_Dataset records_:
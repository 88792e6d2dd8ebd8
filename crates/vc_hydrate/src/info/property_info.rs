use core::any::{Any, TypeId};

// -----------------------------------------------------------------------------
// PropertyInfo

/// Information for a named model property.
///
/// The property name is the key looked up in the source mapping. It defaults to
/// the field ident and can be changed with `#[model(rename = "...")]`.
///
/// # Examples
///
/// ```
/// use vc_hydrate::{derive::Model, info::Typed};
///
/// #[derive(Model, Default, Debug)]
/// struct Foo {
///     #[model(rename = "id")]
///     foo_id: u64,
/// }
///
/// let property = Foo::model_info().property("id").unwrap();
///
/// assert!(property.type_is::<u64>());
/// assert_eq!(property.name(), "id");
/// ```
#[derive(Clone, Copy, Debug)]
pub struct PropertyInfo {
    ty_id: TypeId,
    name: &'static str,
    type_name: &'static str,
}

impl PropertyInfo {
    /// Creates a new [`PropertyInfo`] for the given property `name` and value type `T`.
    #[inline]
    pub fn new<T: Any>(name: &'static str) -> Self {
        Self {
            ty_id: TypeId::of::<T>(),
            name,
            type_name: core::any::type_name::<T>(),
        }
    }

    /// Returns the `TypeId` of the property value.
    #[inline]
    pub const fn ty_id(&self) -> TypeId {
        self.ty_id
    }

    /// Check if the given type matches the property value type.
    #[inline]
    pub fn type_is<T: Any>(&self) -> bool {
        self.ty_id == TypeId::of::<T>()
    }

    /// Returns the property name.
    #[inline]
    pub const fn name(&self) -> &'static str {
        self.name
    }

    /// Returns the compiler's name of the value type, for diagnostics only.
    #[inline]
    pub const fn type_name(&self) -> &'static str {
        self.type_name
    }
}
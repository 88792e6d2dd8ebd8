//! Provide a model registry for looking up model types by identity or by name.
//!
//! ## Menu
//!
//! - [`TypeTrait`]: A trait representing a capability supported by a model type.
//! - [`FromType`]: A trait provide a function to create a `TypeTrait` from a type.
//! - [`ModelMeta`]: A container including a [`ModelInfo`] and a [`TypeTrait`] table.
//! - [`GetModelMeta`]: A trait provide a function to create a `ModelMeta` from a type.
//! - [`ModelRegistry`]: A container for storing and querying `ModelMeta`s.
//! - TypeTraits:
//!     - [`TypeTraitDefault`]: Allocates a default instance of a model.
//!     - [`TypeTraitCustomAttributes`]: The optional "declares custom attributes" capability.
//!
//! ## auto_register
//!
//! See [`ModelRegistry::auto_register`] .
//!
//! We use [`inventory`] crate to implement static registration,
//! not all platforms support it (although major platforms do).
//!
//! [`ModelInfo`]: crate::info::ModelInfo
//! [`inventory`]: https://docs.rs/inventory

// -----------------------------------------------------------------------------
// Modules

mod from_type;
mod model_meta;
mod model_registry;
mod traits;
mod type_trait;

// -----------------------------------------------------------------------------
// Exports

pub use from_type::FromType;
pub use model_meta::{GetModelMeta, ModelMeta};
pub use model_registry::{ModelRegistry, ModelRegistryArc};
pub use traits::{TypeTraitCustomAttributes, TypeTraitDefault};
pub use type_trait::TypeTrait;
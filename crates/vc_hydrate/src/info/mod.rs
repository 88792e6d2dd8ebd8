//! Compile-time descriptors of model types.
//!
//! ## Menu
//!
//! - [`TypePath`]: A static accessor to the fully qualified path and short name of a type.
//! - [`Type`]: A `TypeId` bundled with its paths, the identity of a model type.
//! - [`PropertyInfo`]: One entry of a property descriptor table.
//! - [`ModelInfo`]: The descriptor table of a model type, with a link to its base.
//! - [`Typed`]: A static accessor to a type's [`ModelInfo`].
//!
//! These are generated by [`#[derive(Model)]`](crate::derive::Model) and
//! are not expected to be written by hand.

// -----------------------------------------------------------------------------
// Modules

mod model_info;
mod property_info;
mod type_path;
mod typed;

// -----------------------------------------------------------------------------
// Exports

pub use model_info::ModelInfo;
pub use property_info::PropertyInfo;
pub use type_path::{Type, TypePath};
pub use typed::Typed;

_WORK ORDER_:
Keeping every line exactly as it is, retype the entries shown above.

_WORKED SOLUTION_:
repository 88792e6d2dd8ebd8
filename crates/vc_hydrate/src/info/property_info.rs
use core::any::{Any, TypeId};

// -----------------------------------------------------------------------------
// PropertyInfo

/// Information for a named model property.
///
/// The property name is the key looked up in the source mapping. It defaults to
/// the field ident and can be changed with `#[model(rename = "...")]`.
///
/// # Examples
///
/// ```
/// use vc_hydrate::{derive::Model, info::Typed};
///
/// #[derive(Model, Default, Debug)]
/// struct Foo {
///     #[model(rename = "id")]
///     foo_id: u64,
/// }
///
/// let property = Foo::model_info().property("id").unwrap();
///
/// assert!(property.type_is::<u64>());
/// assert_eq!(property.name(), "id");
/// ```
#[derive(Clone, Copy, Debug)]
pub struct PropertyInfo {
    ty_id: TypeId,
    name: &'static str,
    type_name: &'static str,
}

impl PropertyInfo {
    /// Creates a new [`PropertyInfo`] for the given property `name` and value type `T`.
    #[inline]
    pub fn new<T: Any>(name: &'static str) -> Self {
        Self {
            ty_id: TypeId::of::<T>(),
            name,
            type_name: core::any::type_name::<T>(),
        }
    }

    /// Returns the `TypeId` of the property value.
    #[inline]
    pub const fn ty_id(&self) -> TypeId {
        self.ty_id
    }

    /// Check if the given type matches the property value type.
    #[inline]
    pub fn type_is<T: Any>(&self) -> bool {
        self.ty_id == TypeId::of::<T>()
    }

    /// Returns the property name.
    #[inline]
    pub const fn name(&self) -> &'static str {
        self.name
    }

    /// Returns the compiler's name of the value type, for diagnostics only.
    #[inline]
    pub const fn type_name(&self) -> &'static str {
        self.type_name
    }
}
repository 88792e6d2dd8ebd8
//! Provide a model registry for looking up model types by identity or by name.
//!
//! ## Menu
//!
//! - [`TypeTrait`]: A trait representing a capability supported by a model type.
//! - [`FromType`]: A trait provide a function to create a `TypeTrait` from a type.
//! - [`ModelMeta`]: A container including a [`ModelInfo`] and a [`TypeTrait`] table.
//! - [`GetModelMeta`]: A trait provide a function to create a `ModelMeta` from a type.
//! - [`ModelRegistry`]: A container for storing and querying `ModelMeta`s.
//! - TypeTraits:
//!     - [`TypeTraitDefault`]: Allocates a default instance of a model.
//!     - [`TypeTraitCustomAttributes`]: The optional "declares custom attributes" capability.
//!
//! ## auto_register
//!
//! See [`ModelRegistry::auto_register`] .
//!
//! We use [`inventory`] crate to implement static registration,
//! not all platforms support it (although major platforms do).
//!
//! [`ModelInfo`]: crate::info::ModelInfo
//! [`inventory`]: https://docs.rs/inventory

// -----------------------------------------------------------------------------
// Modules

mod from_type;
mod model_meta;
mod model_registry;
mod traits;
mod type_trait;

// -----------------------------------------------------------------------------
// Exports

pub use from_type::FromType;
pub use model_meta::{GetModelMeta, ModelMeta};
pub use model_registry::{ModelRegistry, ModelRegistryArc};
pub use traits::{TypeTraitCustomAttributes, TypeTraitDefault};
pub use type_trait::TypeTrait;
filename crates/vc_hydrate/src/info/mod.rs
repository 88792e6d2dd8ebd8
//! Compile-time descriptors of model types.
//!
//! ## Menu
//!
//! - [`TypePath`]: A static accessor to the fully qualified path and short name of a type.
//! - [`Type`]: A `TypeId` bundled with its paths, the identity of a model type.
//! - [`PropertyInfo`]: One entry of a property descriptor table.
//! - [`ModelInfo`]: The descriptor table of a model type, with a link to its base.
//! - [`Typed`]: A static accessor to a type's [`ModelInfo`].
//!
//! These are generated by [`#[derive(Model)]`](crate::derive::Model) and
//! are not expected to be written by hand.

// -----------------------------------------------------------------------------
// Modules

mod model_info;
mod property_info;
mod type_path;
mod typed;

// -----------------------------------------------------------------------------
// Exports

pub use model_info::ModelInfo;
pub use property_info::PropertyInfo;
pub use type_path::{Type, TypePath};
pub use typed::Typed;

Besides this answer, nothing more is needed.